Click on the images below to see larger versions.

After the baratillo, I headed to San Pedro Market where I bought some Palo Santo and a clay pot to burn it and a tray to go underneath that. Found some alpaca gloves, wooden spoons, a basket for my fruit, a bar of cacao, candles and a holder– all for very good prices.

From the market I headed to the Ayllu Coffee shop to get a capachino and pan de manzaña then to the money exchange and after checking with 3 places on the exchange rate, I went back to the first that was giving the best value. Next, the Plaza de Armas where I found there was a celebration going on for Carnival. This year Carnival festivities were cancelled in Pisaq due to the flood. The people are working like crazy trying to recover, shoveling mud and draining water from buildings and homes.
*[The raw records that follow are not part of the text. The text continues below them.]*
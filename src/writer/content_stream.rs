//! PDF content stream builder.
//!
//! Builds PDF content streams containing graphics and text operators
//! as described in ISO 32000-1 §8 and §9.
//!
//! Coordinates here are native PDF user space (origin bottom-left); the
//! canvas layer is responsible for flipping top-left layout coordinates.

use super::color::Color;
use super::win_ansi;
use crate::error::{Error, Result};
use std::io::Write;

/// Operations that can be added to a content stream.
#[derive(Debug, Clone, PartialEq)]
pub enum ContentStreamOp {
    /// Save graphics state (q)
    SaveState,
    /// Restore graphics state (Q)
    RestoreState,
    /// Begin text object (BT)
    BeginText,
    /// End text object (ET)
    EndText,
    /// Set font resource and size (Tf)
    SetFont(String, f32),
    /// Set text matrix (Tm)
    SetTextMatrix(f32, f32, f32, f32, f32, f32),
    /// Show text (Tj), WinAnsi-encoded literal string
    ShowText(String),
    /// Set fill color RGB (rg)
    SetFillColorRGB(f32, f32, f32),
    /// Set stroke color RGB (RG)
    SetStrokeColorRGB(f32, f32, f32),
    /// Set line width (w)
    SetLineWidth(f32),
    /// Move to (m)
    MoveTo(f32, f32),
    /// Line to (l)
    LineTo(f32, f32),
    /// Curve to (c)
    CurveTo(f32, f32, f32, f32, f32, f32),
    /// Rectangle (re)
    Rectangle(f32, f32, f32, f32),
    /// Close path (h)
    ClosePath,
    /// Stroke (S)
    Stroke,
    /// Fill (f)
    Fill,
    /// Set graphics state from ExtGState dictionary (gs)
    SetExtGState(String),
}

/// Font selection cached so repeated `Tf` operators can be skipped.
#[derive(Debug, Clone, Default, PartialEq)]
struct FontState {
    name: Option<String>,
    size: f32,
}

/// Builder for PDF content streams.
///
/// Creates the byte sequence for a PDF content stream from operations.
#[derive(Debug, Default)]
pub struct ContentStreamBuilder {
    /// Operations in the stream
    operations: Vec<ContentStreamOp>,
    /// Current font selection
    font: FontState,
    /// Font selections saved by `q`, restored by `Q`
    saved_fonts: Vec<FontState>,
    /// Whether we're in a text object
    in_text_object: bool,
}

impl ContentStreamBuilder {
    /// Create a new content stream builder.
    pub fn new() -> Self {
        Self::default()
    }

    /// Add an operation to the stream.
    pub fn op(&mut self, op: ContentStreamOp) -> &mut Self {
        self.operations.push(op);
        self
    }

    /// Operations recorded so far.
    pub fn operations(&self) -> &[ContentStreamOp] {
        &self.operations
    }

    /// Number of currently open `q` operators.
    pub fn state_depth(&self) -> usize {
        self.saved_fonts.len()
    }

    /// Begin a text object.
    pub fn begin_text(&mut self) -> &mut Self {
        if !self.in_text_object {
            self.op(ContentStreamOp::BeginText);
            self.in_text_object = true;
        }
        self
    }

    /// End a text object.
    pub fn end_text(&mut self) -> &mut Self {
        if self.in_text_object {
            self.op(ContentStreamOp::EndText);
            self.in_text_object = false;
        }
        self
    }

    /// Set font for text operations.
    pub fn set_font(&mut self, resource_name: &str, size: f32) -> &mut Self {
        if self.font.name.as_deref() != Some(resource_name) || self.font.size != size {
            self.op(ContentStreamOp::SetFont(resource_name.to_string(), size));
            self.font = FontState {
                name: Some(resource_name.to_string()),
                size,
            };
        }
        self
    }

    /// Add text with its baseline starting at `(x, y)`.
    pub fn text(&mut self, text: &str, x: f32, y: f32) -> &mut Self {
        self.begin_text();
        self.op(ContentStreamOp::SetTextMatrix(1.0, 0.0, 0.0, 1.0, x, y));
        self.op(ContentStreamOp::ShowText(text.to_string()));
        self
    }

    /// Set fill color.
    pub fn fill_color(&mut self, color: Color) -> &mut Self {
        self.op(ContentStreamOp::SetFillColorRGB(color.r, color.g, color.b))
    }

    /// Set stroke color.
    pub fn stroke_color(&mut self, color: Color) -> &mut Self {
        self.op(ContentStreamOp::SetStrokeColorRGB(color.r, color.g, color.b))
    }

    /// Set line width.
    pub fn set_line_width(&mut self, width: f32) -> &mut Self {
        self.op(ContentStreamOp::SetLineWidth(width))
    }

    /// Move to a point (start a new subpath).
    pub fn move_to(&mut self, x: f32, y: f32) -> &mut Self {
        self.op(ContentStreamOp::MoveTo(x, y))
    }

    /// Draw a line to a point.
    pub fn line_to(&mut self, x: f32, y: f32) -> &mut Self {
        self.op(ContentStreamOp::LineTo(x, y))
    }

    /// Draw a Bézier curve.
    pub fn curve_to(&mut self, x1: f32, y1: f32, x2: f32, y2: f32, x3: f32, y3: f32) -> &mut Self {
        self.op(ContentStreamOp::CurveTo(x1, y1, x2, y2, x3, y3))
    }

    /// Draw a rectangle.
    pub fn rect(&mut self, x: f32, y: f32, width: f32, height: f32) -> &mut Self {
        self.op(ContentStreamOp::Rectangle(x, y, width, height))
    }

    /// Close path.
    pub fn close_path(&mut self) -> &mut Self {
        self.op(ContentStreamOp::ClosePath)
    }

    /// Stroke the current path.
    pub fn stroke(&mut self) -> &mut Self {
        self.op(ContentStreamOp::Stroke)
    }

    /// Fill the current path.
    pub fn fill(&mut self) -> &mut Self {
        self.op(ContentStreamOp::Fill)
    }

    /// Save the current graphics state.
    pub fn save_state(&mut self) -> &mut Self {
        self.end_text();
        self.saved_fonts.push(self.font.clone());
        self.op(ContentStreamOp::SaveState)
    }

    /// Restore the previous graphics state.
    ///
    /// A restore without a matching save is recorded anyway; `build()`
    /// reports the imbalance.
    pub fn restore_state(&mut self) -> &mut Self {
        self.end_text();
        match self.saved_fonts.pop() {
            Some(font) => self.font = font,
            None => self.font = FontState::default(),
        }
        self.op(ContentStreamOp::RestoreState)
    }

    /// Set extended graphics state (for transparency).
    ///
    /// The `gs_name` should reference an ExtGState resource defined in the page.
    pub fn set_ext_gstate(&mut self, gs_name: &str) -> &mut Self {
        self.op(ContentStreamOp::SetExtGState(gs_name.to_string()))
    }

    /// Draw a circle.
    ///
    /// Uses four Bézier curves to approximate the circle.
    pub fn circle(&mut self, cx: f32, cy: f32, radius: f32) -> &mut Self {
        let k = 0.552_284_8; // 4/3 * (sqrt(2) - 1)
        let c = radius * k;

        self.move_to(cx + radius, cy)
            .curve_to(cx + radius, cy + c, cx + c, cy + radius, cx, cy + radius)
            .curve_to(cx - c, cy + radius, cx - radius, cy + c, cx - radius, cy)
            .curve_to(cx - radius, cy - c, cx - c, cy - radius, cx, cy - radius)
            .curve_to(cx + c, cy - radius, cx + radius, cy - c, cx + radius, cy)
            .close_path()
    }

    /// Draw a rounded rectangle with its lower-left corner at `(x, y)`.
    pub fn rounded_rect(
        &mut self,
        x: f32,
        y: f32,
        width: f32,
        height: f32,
        radius: f32,
    ) -> &mut Self {
        let r = radius.min(width / 2.0).min(height / 2.0);
        let k = r * 0.552_284_8;

        self.move_to(x + r, y)
            .line_to(x + width - r, y)
            .curve_to(x + width - r + k, y, x + width, y + k, x + width, y + r)
            .line_to(x + width, y + height - r)
            .curve_to(
                x + width,
                y + height - r + k,
                x + width - k,
                y + height,
                x + width - r,
                y + height,
            )
            .line_to(x + r, y + height)
            .curve_to(x + r - k, y + height, x, y + height - k, x, y + height - r)
            .line_to(x, y + r)
            .curve_to(x, y + r - k, x + r - k, y, x + r, y)
            .close_path()
    }

    /// Draw a closed polygon through `points`.
    pub fn polygon(&mut self, points: &[(f32, f32)]) -> &mut Self {
        if let Some((&(x0, y0), rest)) = points.split_first() {
            self.move_to(x0, y0);
            for &(x, y) in rest {
                self.line_to(x, y);
            }
            self.close_path();
        }
        self
    }

    /// Build the content stream to bytes.
    pub fn build(&self) -> Result<Vec<u8>> {
        if self.state_depth() > 0 {
            return Err(Error::Render(format!(
                "content stream ends with {} unrestored graphics state(s)",
                self.state_depth()
            )));
        }
        let restores = self
            .operations
            .iter()
            .filter(|op| **op == ContentStreamOp::RestoreState)
            .count();
        let saves = self
            .operations
            .iter()
            .filter(|op| **op == ContentStreamOp::SaveState)
            .count();
        if restores != saves {
            return Err(Error::Render(format!(
                "unbalanced graphics state: {} saves, {} restores",
                saves, restores
            )));
        }

        let mut buf = Vec::new();
        for op in &self.operations {
            self.write_op(&mut buf, op)?;
            writeln!(buf)?;
        }
        if self.in_text_object {
            writeln!(buf, "ET")?;
        }

        Ok(buf)
    }

    /// Write a single operation to the buffer.
    fn write_op(&self, w: &mut Vec<u8>, op: &ContentStreamOp) -> std::io::Result<()> {
        match op {
            ContentStreamOp::SaveState => write!(w, "q"),
            ContentStreamOp::RestoreState => write!(w, "Q"),
            ContentStreamOp::BeginText => write!(w, "BT"),
            ContentStreamOp::EndText => write!(w, "ET"),
            ContentStreamOp::SetFont(name, size) => write!(w, "/{} {} Tf", name, size),
            ContentStreamOp::SetTextMatrix(a, b, c, d, e, f) => {
                write!(w, "{} {} {} {} {} {} Tm", a, b, c, d, e, f)
            },
            ContentStreamOp::ShowText(text) => {
                write!(w, "(")?;
                win_ansi::escape_literal_into(&win_ansi::encode(text), w);
                write!(w, ") Tj")
            },
            ContentStreamOp::SetFillColorRGB(r, g, b) => write!(w, "{} {} {} rg", r, g, b),
            ContentStreamOp::SetStrokeColorRGB(r, g, b) => write!(w, "{} {} {} RG", r, g, b),
            ContentStreamOp::SetLineWidth(width) => write!(w, "{} w", width),
            ContentStreamOp::MoveTo(x, y) => write!(w, "{} {} m", x, y),
            ContentStreamOp::LineTo(x, y) => write!(w, "{} {} l", x, y),
            ContentStreamOp::CurveTo(x1, y1, x2, y2, x3, y3) => {
                write!(w, "{} {} {} {} {} {} c", x1, y1, x2, y2, x3, y3)
            },
            ContentStreamOp::Rectangle(x, y, w_val, h) => {
                write!(w, "{} {} {} {} re", x, y, w_val, h)
            },
            ContentStreamOp::ClosePath => write!(w, "h"),
            ContentStreamOp::Stroke => write!(w, "S"),
            ContentStreamOp::Fill => write!(w, "f"),
            ContentStreamOp::SetExtGState(name) => write!(w, "/{} gs", name),
        }
    }
}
Oh and while I was in the plaza I treated myself to a shoe shine. They needed it badly after walking through all the mud in Pisaq.

It is always wonderful happening on a festivity in the streets of Cuzco. Enjoy these few scenes of the Plaza de Armas and the dancers. And another video here.

On the way back to Pisaq, I got on the Collectivo in the back bench seat. And was later joined by 3 Peruvian women. I had a great time riding along with them and feeling the comradery. When I asked if I could take their photo, one of them said no, but the other 2 were ok with it. I shook hands with them when I got off and they told me how to say goodbye in Quechua— a native tongue of the Indians in Peru.

In the video on the left, you can see what the road was like in the mud from my perspective in the back seat. Thankfully the paved road is open again. It was no fun trudging through the mud in or out of a moto-taxi.